[Collected data]
• • • •
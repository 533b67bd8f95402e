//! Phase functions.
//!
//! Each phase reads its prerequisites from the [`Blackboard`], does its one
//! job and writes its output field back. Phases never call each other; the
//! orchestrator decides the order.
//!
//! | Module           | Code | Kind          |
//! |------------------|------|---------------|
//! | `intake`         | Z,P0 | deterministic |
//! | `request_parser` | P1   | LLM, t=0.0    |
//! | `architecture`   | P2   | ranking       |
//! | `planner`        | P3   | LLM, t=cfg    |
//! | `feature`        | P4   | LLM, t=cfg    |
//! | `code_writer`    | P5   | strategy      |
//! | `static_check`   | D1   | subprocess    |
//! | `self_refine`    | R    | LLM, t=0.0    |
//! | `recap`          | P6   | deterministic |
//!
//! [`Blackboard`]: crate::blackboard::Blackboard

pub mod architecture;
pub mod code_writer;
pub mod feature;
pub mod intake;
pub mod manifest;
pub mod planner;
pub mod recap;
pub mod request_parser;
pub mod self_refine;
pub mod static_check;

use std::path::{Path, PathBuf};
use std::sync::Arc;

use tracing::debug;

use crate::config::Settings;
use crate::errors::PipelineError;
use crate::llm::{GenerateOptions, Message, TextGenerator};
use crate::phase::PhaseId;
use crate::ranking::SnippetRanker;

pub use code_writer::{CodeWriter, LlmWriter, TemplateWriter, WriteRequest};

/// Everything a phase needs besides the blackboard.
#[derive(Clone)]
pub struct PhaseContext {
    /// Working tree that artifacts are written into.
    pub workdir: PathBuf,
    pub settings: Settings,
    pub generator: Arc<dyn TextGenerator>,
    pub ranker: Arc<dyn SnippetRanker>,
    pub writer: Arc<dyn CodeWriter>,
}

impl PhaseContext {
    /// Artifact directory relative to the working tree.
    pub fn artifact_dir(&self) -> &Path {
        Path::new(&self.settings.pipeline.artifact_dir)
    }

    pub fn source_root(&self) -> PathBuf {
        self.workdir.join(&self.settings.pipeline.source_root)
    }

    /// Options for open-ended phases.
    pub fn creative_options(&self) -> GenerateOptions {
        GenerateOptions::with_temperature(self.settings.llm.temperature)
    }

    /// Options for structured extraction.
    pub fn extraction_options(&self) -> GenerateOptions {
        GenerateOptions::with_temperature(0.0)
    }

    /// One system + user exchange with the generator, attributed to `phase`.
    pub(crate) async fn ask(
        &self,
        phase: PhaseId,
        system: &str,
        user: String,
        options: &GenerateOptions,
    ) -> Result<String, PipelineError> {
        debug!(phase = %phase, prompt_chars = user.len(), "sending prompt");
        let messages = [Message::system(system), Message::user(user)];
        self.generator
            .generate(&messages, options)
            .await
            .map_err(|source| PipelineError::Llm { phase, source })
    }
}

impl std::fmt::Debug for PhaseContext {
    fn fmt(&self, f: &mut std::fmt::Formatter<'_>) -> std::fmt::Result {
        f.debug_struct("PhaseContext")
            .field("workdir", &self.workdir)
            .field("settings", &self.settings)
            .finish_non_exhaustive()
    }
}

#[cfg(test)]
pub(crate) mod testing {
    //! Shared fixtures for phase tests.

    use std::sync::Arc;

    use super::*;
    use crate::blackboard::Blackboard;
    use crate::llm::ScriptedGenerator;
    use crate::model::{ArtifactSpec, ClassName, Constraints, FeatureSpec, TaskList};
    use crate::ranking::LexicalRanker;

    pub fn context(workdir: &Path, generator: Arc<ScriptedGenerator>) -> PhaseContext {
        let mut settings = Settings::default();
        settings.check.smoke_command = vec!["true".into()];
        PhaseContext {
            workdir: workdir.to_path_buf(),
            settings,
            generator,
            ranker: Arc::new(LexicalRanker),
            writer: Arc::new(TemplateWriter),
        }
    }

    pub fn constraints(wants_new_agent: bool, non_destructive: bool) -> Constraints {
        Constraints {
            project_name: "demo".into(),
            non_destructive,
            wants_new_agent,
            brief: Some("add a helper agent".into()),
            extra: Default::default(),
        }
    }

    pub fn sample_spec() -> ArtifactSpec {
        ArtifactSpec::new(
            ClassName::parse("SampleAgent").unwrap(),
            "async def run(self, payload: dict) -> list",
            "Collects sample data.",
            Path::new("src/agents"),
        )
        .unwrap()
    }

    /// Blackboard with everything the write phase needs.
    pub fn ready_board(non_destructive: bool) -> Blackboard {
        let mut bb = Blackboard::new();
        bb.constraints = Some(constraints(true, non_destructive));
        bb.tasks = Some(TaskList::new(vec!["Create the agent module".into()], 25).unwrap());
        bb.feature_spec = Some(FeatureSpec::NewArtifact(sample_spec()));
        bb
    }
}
• • • •
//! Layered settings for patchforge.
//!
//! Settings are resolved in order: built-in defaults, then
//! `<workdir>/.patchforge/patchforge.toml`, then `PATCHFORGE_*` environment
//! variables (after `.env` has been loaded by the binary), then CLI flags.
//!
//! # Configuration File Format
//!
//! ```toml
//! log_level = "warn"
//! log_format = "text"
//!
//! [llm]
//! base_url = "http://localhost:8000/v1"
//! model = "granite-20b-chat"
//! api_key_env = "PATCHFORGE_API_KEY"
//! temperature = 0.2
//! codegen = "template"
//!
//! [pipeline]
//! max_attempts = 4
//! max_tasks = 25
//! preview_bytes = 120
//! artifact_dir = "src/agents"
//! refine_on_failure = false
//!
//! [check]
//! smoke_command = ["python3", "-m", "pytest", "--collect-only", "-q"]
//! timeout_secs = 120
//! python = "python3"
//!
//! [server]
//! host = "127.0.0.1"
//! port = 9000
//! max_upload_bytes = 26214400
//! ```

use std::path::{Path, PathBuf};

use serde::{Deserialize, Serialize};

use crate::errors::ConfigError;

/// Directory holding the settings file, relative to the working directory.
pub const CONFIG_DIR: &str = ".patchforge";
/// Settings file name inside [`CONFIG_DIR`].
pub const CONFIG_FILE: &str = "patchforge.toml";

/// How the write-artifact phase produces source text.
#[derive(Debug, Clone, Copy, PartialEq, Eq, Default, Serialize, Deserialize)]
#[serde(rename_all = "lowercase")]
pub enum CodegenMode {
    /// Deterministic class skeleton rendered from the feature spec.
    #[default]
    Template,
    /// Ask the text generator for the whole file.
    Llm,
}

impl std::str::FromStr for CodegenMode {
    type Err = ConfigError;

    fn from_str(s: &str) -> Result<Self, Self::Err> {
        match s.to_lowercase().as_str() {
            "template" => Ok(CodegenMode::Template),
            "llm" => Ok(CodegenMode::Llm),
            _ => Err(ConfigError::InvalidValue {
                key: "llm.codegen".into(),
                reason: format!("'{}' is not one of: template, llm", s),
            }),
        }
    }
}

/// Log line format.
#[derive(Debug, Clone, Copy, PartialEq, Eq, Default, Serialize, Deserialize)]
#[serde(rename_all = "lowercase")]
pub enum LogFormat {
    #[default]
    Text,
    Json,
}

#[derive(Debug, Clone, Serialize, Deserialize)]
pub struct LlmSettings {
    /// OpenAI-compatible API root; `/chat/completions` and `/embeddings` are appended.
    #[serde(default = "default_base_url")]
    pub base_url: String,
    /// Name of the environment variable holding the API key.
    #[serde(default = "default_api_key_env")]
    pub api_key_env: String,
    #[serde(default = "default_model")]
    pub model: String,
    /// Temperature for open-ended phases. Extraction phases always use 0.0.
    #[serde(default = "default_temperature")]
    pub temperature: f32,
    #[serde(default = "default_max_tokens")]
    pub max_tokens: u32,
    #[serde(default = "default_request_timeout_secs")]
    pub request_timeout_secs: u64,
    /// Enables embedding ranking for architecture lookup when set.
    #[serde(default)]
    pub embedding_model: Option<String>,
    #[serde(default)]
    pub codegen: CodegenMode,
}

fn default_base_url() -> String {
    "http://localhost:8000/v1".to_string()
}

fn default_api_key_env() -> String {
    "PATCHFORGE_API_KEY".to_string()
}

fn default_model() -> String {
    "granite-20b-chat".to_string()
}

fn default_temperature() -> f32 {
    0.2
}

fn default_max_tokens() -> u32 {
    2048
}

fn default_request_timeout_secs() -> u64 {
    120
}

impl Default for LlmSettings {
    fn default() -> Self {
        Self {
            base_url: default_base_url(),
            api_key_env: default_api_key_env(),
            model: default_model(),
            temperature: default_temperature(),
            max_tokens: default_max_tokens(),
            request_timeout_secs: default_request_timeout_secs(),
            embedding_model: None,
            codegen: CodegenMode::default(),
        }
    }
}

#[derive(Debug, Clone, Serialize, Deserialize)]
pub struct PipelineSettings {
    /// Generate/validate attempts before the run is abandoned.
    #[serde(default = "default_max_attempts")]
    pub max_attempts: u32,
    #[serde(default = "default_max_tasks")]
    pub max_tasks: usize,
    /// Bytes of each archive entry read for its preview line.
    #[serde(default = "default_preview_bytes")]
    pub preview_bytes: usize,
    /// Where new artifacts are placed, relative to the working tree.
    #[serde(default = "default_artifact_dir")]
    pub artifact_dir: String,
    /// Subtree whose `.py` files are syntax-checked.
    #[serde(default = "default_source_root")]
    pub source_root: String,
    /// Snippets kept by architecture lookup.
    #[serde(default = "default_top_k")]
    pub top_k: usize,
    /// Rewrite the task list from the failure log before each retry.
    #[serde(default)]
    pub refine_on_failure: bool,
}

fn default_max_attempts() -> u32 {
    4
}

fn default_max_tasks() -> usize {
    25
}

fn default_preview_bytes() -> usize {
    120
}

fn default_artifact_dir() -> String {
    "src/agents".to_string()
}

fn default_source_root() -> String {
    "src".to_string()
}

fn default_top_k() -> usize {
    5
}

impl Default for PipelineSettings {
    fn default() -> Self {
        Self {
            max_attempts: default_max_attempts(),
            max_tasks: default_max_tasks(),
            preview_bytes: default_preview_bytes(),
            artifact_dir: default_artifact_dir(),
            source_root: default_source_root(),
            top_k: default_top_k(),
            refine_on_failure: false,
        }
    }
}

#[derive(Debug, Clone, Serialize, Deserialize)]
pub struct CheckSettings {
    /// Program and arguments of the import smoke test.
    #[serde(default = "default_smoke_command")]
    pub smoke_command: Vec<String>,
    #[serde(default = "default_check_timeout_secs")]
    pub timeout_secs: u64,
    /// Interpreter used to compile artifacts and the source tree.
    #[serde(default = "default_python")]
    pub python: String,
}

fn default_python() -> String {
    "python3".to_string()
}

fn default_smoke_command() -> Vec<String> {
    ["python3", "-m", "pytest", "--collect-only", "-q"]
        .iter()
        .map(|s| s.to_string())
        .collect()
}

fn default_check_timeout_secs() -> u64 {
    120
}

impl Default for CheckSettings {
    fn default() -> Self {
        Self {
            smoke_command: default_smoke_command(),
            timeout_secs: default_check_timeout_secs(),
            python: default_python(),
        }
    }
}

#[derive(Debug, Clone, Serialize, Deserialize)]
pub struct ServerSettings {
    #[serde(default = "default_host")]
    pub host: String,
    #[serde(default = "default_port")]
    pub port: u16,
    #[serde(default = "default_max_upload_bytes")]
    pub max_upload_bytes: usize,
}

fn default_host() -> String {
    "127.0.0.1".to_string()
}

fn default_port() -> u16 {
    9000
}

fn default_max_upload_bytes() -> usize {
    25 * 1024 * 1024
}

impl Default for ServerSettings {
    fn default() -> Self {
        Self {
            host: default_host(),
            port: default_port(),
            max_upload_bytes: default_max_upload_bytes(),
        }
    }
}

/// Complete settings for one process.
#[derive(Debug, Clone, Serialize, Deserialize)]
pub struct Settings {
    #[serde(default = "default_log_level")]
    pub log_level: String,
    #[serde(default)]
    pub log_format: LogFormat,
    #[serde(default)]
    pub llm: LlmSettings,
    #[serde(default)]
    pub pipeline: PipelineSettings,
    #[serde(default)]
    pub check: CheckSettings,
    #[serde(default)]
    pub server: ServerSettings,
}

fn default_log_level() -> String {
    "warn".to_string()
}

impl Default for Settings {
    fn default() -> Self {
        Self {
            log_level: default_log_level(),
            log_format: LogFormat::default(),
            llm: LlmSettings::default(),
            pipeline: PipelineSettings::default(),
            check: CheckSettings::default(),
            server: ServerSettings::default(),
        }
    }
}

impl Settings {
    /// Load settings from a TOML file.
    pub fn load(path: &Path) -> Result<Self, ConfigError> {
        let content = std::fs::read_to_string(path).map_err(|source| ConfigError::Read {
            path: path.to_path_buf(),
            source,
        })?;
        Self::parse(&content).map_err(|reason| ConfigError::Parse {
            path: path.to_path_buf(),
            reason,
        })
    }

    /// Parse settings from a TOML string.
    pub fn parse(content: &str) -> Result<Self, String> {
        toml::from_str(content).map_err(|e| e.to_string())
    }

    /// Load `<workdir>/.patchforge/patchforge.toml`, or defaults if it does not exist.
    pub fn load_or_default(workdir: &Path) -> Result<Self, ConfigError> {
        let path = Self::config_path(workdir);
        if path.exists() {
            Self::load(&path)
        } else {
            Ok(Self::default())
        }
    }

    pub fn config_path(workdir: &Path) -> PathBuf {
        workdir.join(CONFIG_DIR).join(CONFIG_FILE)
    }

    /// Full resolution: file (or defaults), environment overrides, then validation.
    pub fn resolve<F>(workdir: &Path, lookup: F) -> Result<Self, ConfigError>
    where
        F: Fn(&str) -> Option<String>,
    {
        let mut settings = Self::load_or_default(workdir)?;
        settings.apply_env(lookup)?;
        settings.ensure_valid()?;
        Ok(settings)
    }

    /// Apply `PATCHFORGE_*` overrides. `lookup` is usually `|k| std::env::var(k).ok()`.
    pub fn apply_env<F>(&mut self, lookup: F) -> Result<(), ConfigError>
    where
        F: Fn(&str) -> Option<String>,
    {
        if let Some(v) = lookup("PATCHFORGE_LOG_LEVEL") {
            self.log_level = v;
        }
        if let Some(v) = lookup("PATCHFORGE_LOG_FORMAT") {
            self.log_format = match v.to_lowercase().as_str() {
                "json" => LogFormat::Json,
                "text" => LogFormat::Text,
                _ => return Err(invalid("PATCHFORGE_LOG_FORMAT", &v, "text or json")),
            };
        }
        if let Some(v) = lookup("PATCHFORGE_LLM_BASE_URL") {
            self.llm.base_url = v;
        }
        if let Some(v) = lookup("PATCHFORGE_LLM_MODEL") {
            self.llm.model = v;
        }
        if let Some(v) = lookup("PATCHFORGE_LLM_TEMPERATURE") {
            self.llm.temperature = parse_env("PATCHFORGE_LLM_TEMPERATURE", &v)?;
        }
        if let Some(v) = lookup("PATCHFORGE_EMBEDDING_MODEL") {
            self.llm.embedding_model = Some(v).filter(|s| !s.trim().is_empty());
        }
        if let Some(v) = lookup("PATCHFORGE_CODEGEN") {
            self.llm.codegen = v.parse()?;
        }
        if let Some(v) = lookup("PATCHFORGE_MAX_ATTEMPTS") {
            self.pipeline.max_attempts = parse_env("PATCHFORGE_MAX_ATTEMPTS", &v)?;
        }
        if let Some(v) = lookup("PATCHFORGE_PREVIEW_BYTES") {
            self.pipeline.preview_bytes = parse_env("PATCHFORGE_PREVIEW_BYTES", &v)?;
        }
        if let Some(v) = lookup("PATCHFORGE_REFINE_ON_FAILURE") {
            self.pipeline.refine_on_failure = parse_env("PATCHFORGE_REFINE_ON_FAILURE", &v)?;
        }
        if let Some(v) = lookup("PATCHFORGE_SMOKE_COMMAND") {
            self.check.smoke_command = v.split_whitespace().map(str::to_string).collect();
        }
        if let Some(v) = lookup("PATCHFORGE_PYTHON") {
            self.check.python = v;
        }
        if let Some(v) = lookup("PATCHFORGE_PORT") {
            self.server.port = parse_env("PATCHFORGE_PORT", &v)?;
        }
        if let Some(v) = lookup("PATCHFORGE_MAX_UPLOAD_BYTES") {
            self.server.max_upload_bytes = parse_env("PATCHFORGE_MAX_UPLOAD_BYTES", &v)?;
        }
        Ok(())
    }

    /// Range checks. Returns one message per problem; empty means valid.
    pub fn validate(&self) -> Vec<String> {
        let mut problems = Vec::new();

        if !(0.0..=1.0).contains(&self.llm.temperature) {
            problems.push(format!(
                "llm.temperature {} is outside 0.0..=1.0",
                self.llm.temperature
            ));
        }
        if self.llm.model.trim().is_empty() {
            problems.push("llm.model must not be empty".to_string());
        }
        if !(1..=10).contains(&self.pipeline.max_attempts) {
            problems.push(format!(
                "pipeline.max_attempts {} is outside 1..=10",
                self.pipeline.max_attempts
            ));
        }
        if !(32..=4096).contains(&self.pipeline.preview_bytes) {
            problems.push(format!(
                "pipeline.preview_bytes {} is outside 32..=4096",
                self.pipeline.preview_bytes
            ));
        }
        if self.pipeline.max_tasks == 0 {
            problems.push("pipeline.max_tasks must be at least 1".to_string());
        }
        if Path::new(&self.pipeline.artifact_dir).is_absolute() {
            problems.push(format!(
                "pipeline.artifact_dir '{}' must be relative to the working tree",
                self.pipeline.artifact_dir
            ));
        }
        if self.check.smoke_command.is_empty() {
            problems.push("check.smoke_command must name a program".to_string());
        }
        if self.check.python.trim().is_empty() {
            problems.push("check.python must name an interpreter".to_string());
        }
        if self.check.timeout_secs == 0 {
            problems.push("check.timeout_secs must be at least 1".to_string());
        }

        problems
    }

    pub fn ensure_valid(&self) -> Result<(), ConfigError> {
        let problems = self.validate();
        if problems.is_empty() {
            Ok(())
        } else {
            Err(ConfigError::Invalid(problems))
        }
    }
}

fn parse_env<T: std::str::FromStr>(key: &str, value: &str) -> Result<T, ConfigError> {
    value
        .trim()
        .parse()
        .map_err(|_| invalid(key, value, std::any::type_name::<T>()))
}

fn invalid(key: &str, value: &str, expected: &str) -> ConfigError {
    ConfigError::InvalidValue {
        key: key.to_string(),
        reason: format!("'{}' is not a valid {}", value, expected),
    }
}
• • • •
:: Problem details ::
In the data above, which lines have "localhost"? Report each of them.

:: Expected answer ::
//! base_url = "http://localhost:8000/v1"
    "http://localhost:8000/v1".to_string()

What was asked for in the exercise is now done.